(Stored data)
════════════════════

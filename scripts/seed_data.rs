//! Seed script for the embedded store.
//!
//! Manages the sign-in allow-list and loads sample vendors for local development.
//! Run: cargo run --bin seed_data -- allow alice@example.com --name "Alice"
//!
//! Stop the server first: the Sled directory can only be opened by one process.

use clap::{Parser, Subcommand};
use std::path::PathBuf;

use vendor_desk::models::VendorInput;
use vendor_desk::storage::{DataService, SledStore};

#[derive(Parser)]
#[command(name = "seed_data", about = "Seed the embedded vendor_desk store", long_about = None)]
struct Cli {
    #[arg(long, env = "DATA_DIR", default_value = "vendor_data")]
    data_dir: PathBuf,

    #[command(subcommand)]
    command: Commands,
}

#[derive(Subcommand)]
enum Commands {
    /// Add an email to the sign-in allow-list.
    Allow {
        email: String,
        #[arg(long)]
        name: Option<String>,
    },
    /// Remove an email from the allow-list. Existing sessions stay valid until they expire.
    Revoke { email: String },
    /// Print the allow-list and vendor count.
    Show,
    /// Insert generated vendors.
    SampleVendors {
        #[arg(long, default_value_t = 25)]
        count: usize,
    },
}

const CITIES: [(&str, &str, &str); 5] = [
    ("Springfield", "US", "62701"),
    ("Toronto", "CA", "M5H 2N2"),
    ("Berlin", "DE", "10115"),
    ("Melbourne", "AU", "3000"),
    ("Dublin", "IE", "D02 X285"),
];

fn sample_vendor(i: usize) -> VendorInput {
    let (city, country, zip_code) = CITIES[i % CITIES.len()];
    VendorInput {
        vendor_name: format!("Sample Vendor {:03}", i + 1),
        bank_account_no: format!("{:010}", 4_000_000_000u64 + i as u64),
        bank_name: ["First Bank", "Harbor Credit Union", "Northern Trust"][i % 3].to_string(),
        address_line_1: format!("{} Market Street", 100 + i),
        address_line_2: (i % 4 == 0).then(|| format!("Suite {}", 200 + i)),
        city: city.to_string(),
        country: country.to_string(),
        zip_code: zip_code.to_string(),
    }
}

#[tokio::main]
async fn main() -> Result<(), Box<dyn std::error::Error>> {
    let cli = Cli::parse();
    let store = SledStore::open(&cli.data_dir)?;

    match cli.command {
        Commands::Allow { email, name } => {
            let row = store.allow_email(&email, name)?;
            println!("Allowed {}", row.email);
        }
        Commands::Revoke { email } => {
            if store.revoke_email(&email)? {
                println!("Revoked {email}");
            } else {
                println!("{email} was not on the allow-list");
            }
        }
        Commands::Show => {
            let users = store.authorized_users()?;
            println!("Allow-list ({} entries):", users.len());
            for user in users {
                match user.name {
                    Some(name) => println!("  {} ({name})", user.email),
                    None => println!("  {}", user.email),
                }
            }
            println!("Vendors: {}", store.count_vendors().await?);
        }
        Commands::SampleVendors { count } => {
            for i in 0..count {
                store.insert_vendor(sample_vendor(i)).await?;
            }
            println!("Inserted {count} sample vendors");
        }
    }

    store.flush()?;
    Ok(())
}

════════════════════

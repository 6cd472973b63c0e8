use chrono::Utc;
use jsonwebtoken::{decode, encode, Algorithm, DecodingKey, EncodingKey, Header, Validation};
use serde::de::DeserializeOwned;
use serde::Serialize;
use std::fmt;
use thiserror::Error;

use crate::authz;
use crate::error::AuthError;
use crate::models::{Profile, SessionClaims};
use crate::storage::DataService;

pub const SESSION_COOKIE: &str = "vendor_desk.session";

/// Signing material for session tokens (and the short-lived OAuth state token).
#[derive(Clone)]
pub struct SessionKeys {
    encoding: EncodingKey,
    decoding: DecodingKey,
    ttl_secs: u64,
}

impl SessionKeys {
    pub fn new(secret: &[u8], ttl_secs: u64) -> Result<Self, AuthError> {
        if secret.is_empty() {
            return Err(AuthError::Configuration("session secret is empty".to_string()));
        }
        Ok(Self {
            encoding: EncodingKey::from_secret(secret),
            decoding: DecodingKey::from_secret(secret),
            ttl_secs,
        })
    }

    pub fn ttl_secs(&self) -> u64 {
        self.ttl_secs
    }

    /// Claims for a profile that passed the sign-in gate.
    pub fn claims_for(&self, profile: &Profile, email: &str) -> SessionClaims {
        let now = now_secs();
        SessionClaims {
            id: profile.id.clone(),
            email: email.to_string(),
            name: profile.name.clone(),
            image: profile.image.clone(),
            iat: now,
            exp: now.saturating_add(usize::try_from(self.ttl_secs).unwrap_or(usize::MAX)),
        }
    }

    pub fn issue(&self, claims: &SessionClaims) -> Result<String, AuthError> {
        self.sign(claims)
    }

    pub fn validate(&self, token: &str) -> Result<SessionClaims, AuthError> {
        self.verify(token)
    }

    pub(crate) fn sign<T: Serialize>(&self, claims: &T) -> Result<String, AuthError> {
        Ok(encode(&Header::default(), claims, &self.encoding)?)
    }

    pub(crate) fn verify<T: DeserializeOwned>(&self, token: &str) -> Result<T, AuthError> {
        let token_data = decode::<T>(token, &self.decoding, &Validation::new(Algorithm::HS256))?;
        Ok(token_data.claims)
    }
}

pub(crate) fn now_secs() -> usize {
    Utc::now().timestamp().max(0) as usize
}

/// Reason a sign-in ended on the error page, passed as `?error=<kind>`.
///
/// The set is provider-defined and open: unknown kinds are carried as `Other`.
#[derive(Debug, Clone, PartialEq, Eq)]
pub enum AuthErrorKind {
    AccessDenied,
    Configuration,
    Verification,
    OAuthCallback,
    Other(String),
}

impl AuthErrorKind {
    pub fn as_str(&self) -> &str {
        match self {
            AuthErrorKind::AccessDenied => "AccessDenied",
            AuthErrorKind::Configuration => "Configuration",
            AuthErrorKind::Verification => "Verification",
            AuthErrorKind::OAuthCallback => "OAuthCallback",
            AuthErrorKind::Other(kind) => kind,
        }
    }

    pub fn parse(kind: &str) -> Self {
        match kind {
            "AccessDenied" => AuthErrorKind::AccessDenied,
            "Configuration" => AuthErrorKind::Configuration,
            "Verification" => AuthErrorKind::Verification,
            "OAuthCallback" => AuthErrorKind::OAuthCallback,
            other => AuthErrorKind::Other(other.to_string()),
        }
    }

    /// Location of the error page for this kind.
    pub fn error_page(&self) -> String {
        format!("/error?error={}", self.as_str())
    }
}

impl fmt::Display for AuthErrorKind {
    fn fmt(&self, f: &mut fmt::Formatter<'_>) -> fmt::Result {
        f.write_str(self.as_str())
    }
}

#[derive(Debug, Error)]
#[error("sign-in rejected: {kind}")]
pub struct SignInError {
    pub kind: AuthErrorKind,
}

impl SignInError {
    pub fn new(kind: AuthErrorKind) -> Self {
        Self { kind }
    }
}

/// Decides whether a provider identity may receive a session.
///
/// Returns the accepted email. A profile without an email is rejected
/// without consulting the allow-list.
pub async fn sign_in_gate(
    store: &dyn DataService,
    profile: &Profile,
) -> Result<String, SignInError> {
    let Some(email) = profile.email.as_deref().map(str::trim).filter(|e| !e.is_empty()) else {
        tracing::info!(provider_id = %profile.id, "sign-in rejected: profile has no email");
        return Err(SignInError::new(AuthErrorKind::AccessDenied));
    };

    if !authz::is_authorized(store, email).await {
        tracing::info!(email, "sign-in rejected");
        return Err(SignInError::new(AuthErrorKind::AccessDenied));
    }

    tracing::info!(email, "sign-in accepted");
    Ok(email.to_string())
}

════════════════════

*EXERCISE DIRECTIONS*: When a line of the records includes "VendorInput", that line belongs in the answer.

*SOLUTION FOR THIS PROBLEM*:
use vendor_desk::models::VendorInput;
fn sample_vendor(i: usize) -> VendorInput {
    VendorInput {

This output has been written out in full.